Em um trabalho de pesquisa realizado na Universidade Drexel, um fato marcante foi revelado. Quase 70% dos pais admitem que se distraem com o celular enquanto estão com os filhos. Além disso, eles enfatizam que é difícil para eles não olhar para a tela quando recebem uma notificação ou guardar o dispositivo quando passam tempo com as crianças.
Poderíamos dizer que os aparelhos eletrônicos são esses sequestradores de atenção absoluta que nos é tão difícil controlar. No entanto, quanta atenção eles roubam de nós? Muito, um pouco, demais, talvez? Se realmente queremos saber, perguntemos ao nosso entorno, e especialmente aos nossos filhos. Porque eles são as verdadeiras vítimas dessa realidade que já está saindo do controle.

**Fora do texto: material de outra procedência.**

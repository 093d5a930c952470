//! Fill-reducing column orderings for the sparse LU.
//!
//! Reverse Cuthill-McKee renumbers the graph of `A + A^T` breadth-first from
//! a pseudo-peripheral vertex, which keeps the profile of a mesh Laplacian
//! narrow and the LU factors small. Every connected component is ordered in
//! turn, so isolated vertices and multi-part meshes are handled.

use nalgebra_sparse::CscMatrix;

/// Column ordering applied before factorization.
#[derive(Debug, Clone, Copy, Default, PartialEq, Eq)]
pub enum Ordering {
    /// Keep the columns in their original order.
    Natural,
    /// Reverse Cuthill-McKee on the symmetrized pattern.
    #[default]
    ReverseCuthillMckee,
}

impl Ordering {
    /// Column permutation for `matrix`: entry `k` is the original column
    /// eliminated at step `k`.
    pub fn permutation(&self, matrix: &CscMatrix<f64>) -> Vec<usize> {
        match self {
            Ordering::Natural => (0..matrix.ncols()).collect(),
            Ordering::ReverseCuthillMckee => reverse_cuthill_mckee(&symmetric_adjacency(matrix)),
        }
    }
}

/// Adjacency lists of the pattern of `A + A^T`, without self loops.
///
/// Lists are sorted and free of duplicates.
pub fn symmetric_adjacency(matrix: &CscMatrix<f64>) -> Vec<Vec<usize>> {
    let n = matrix.ncols().max(matrix.nrows());
    let mut adj = vec![Vec::new(); n];
    let offsets = matrix.col_offsets();
    let rows = matrix.row_indices();

    for j in 0..matrix.ncols() {
        for &i in &rows[offsets[j]..offsets[j + 1]] {
            if i != j {
                adj[i].push(j);
                adj[j].push(i);
            }
        }
    }
    for list in &mut adj {
        list.sort_unstable();
        list.dedup();
    }
    adj
}

/// Reverse Cuthill-McKee permutation of an undirected graph.
///
/// Returns a permutation of `0..adj.len()`: entry `k` is the vertex placed
/// at position `k`.
pub fn reverse_cuthill_mckee(adj: &[Vec<usize>]) -> Vec<usize> {
    let n = adj.len();
    let degree: Vec<usize> = adj.iter().map(Vec::len).collect();

    // Start components at low-degree vertices
    let mut candidates: Vec<usize> = (0..n).collect();
    candidates.sort_by_key(|&v| (degree[v], v));

    let mut order = Vec::with_capacity(n);
    let mut placed = vec![false; n];
    let mut marks = Marks::new(n);

    for &start in &candidates {
        if placed[start] {
            continue;
        }
        let root = pseudo_peripheral_root(adj, &degree, start, &mut marks);

        let head = order.len();
        placed[root] = true;
        order.push(root);
        let mut cursor = head;
        while cursor < order.len() {
            let u = order[cursor];
            cursor += 1;

            let first = order.len();
            for &v in &adj[u] {
                if !placed[v] {
                    placed[v] = true;
                    order.push(v);
                }
            }
            order[first..].sort_by_key(|&v| (degree[v], v));
        }
    }

    order.reverse();
    order
}

/// Visit stamps reused across breadth-first searches.
struct Marks {
    stamp: Vec<usize>,
    generation: usize,
}

impl Marks {
    fn new(n: usize) -> Self {
        Self {
            stamp: vec![0; n],
            generation: 0,
        }
    }

    fn reset(&mut self) {
        self.generation += 1;
    }

    /// Mark `v`, returning `true` if it was not marked yet.
    fn visit(&mut self, v: usize) -> bool {
        if self.stamp[v] == self.generation {
            false
        } else {
            self.stamp[v] = self.generation;
            true
        }
    }
}

/// Level structure rooted at `root`.
fn level_structure(adj: &[Vec<usize>], root: usize, marks: &mut Marks) -> Vec<Vec<usize>> {
    marks.reset();
    marks.visit(root);
    let mut levels = vec![vec![root]];
    loop {
        let mut next = Vec::new();
        if let Some(last) = levels.last() {
            for &u in last {
                for &v in &adj[u] {
                    if marks.visit(v) {
                        next.push(v);
                    }
                }
            }
        }
        if next.is_empty() {
            break;
        }
        levels.push(next);
    }
    levels
}

/// Walk to the far end of the level structure until its depth stops growing.
fn pseudo_peripheral_root(
    adj: &[Vec<usize>],
    degree: &[usize],
    start: usize,
    marks: &mut Marks,
) -> usize {
    let mut root = start;
    let mut depth = 0;
    loop {
        let levels = level_structure(adj, root, marks);
        if levels.len() <= depth {
            return root;
        }
        depth = levels.len();
        let candidate = levels
            .last()
            .and_then(|last| last.iter().copied().min_by_key(|&v| (degree[v], v)));
        match candidate {
            Some(v) if v != root => root = v,
            _ => return root,
        }
    }
}

#[cfg(test)]
mod tests {
    use super::*;
    use nalgebra_sparse::CooMatrix;

    fn line_graph(n: usize) -> Vec<Vec<usize>> {
        (0..n)
            .map(|i| {
                let mut nbrs = Vec::new();
                if i > 0 {
                    nbrs.push(i - 1);
                }
                if i + 1 < n {
                    nbrs.push(i + 1);
                }
                nbrs
            })
            .collect()
    }

    fn assert_permutation(order: &[usize], n: usize) {
        let mut sorted = order.to_vec();
        sorted.sort_unstable();
        assert_eq!(sorted, (0..n).collect::<Vec<_>>());
    }

    #[test]
    fn test_rcm_line_graph() {
        let order = reverse_cuthill_mckee(&line_graph(6));
        assert_permutation(&order, 6);
        // A path is ordered end to end
        for w in order.windows(2) {
            assert_eq!(w[0].abs_diff(w[1]), 1);
        }
    }

    #[test]
    fn test_rcm_empty_graph() {
        assert!(reverse_cuthill_mckee(&[]).is_empty());
    }

    #[test]
    fn test_rcm_disconnected_components() {
        // Two paths and an isolated vertex
        let adj = vec![vec![1], vec![0], vec![], vec![4], vec![3, 5], vec![4]];
        let order = reverse_cuthill_mckee(&adj);
        assert_permutation(&order, 6);
    }

    #[test]
    fn test_rcm_star_graph() {
        let mut adj = vec![Vec::new(); 5];
        for i in 1..5 {
            adj[0].push(i);
            adj[i].push(0);
        }
        let order = reverse_cuthill_mckee(&adj);
        assert_permutation(&order, 5);
    }

    #[test]
    fn test_symmetric_adjacency_of_unsymmetric_pattern() {
        let mut coo = CooMatrix::new(3, 3);
        coo.push(0, 0, 1.0);
        coo.push(2, 0, 1.0);
        coo.push(1, 1, 1.0);
        coo.push(2, 2, 1.0);
        let csc = CscMatrix::from(&coo);

        let adj = symmetric_adjacency(&csc);
        assert_eq!(adj, vec![vec![2], vec![], vec![0]]);
    }

    #[test]
    fn test_natural_ordering() {
        let mut coo = CooMatrix::new(4, 4);
        for i in 0..4 {
            coo.push(i, i, 1.0);
        }
        let csc = CscMatrix::from(&coo);
        assert_eq!(Ordering::Natural.permutation(&csc), vec![0, 1, 2, 3]);
        assert_permutation(&Ordering::ReverseCuthillMckee.permutation(&csc), 4);
    }
}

As crianças que não recebem atenção desenvolvem sentimentos de inutilidade em relação a si mesmas. Elas não se sentem valiosas ou válidas, o que as coloca em risco de acabar com transtornos de humor.
Crianças emocionalmente abandonadas
Vamos pensar por um momento como é ser ignorado por alguém que amamos. Agora vamos nos colocar no lugar de um menino de 4 anos que se sente ignorado pelos pais. De fato, uma das consequências dos pais viciados em celular é que eles não estão cientes da “dor” que causam aos filhos.
Dizemos dor por um fato muito simples. A sensação de ser ignorado é processada pelo cérebro da mesma forma que o sofrimento físico. A isso devemos acrescentar como a mente da criança processa e interpreta aquela situação. Ela assume que seu pai ou sua mãe não o ama, e que tudo o que elas fazem ou dizem não é apropriado ou não tem valor para eles.
O pequeno que se sente emocionalmente abandonado desenvolve sentimentos de inutilidade em relação a si mesmo. Não é considerado importante ou válido porque seus pais não reforçam suas palavras, suas perguntas e ações. Além disso, às vezes isso pode levar a comportamentos disruptivos ou negativos apenas para atrair – desesperadamente – a atenção de seus pais.
Quando uma criança não recebe a atenção que precisa de seus pais, ela exibe comportamentos cada vez mais ansiosos. Esse comportamento também pode ser transferido para a escola, sendo cada vez mais retraída ou, ao contrário, desafiadora.
Pais viciados em celular e crianças com depressão
Em um trabalho de pesquisa realizado na Universidade Normal do Nordeste, um fato crucialmente relevante foi revelado. O phubbing parental está associado a um risco aumentado de depressão em crianças e adolescentes. Esse sentimento de abandono emocional desenvolve sentimentos de inutilidade e uma percepção negativa da criança em relação a si mesma.
Ao atingir a adolescência, podem apresentar desde ansiedade até comportamento suicida. Sem descartar uma maior tendência a comportamentos de risco como o uso de drogas.
Por outro lado, também não podemos negligenciar um aspecto óbvio. A criança que cresce com pais viciados em celulares acaba se tornando também viciada em tecnologia. Sem falar no vínculo ruim que se criará com seus pais.
O que mães e pais viciados em celular podem fazer?
Se há algo que mães e pais viciados em celular devem estar cientes, é de seu próprio comportamento. Um viciado nem sempre admite sua dependência de uma substância ou comportamento. Neste caso, acontece quase a mesma coisa. E isso acontece porque normalizamos tanto o uso de nossos dispositivos que não sabemos como estabelecer limites.
Sabemos que são ferramentas valiosas para o trabalho e a comunicação. No entanto, às vezes recorremos a eles para aliviar o estresse e até para fugir da realidade. Somos cativos das notificações, escravos daquele pergaminho que nunca acaba e do medo de perder alguma coisa. Quando o que nos falta é criar nossos filhos.
Vamos manter afastado o celular quando estamos com nossos filhos. Vamos instalar um aplicativo que revela quanto tempo passamos na frente da tela para perceber a vida que estamos perdendo. Peçamos ajuda aos profissionais se precisarmos, mas nunca, nunca deixe de responder às perguntas das crianças, olhando para elas quando falam conosco, dizendo o quanto as amamos e o quanto elas são valiosas.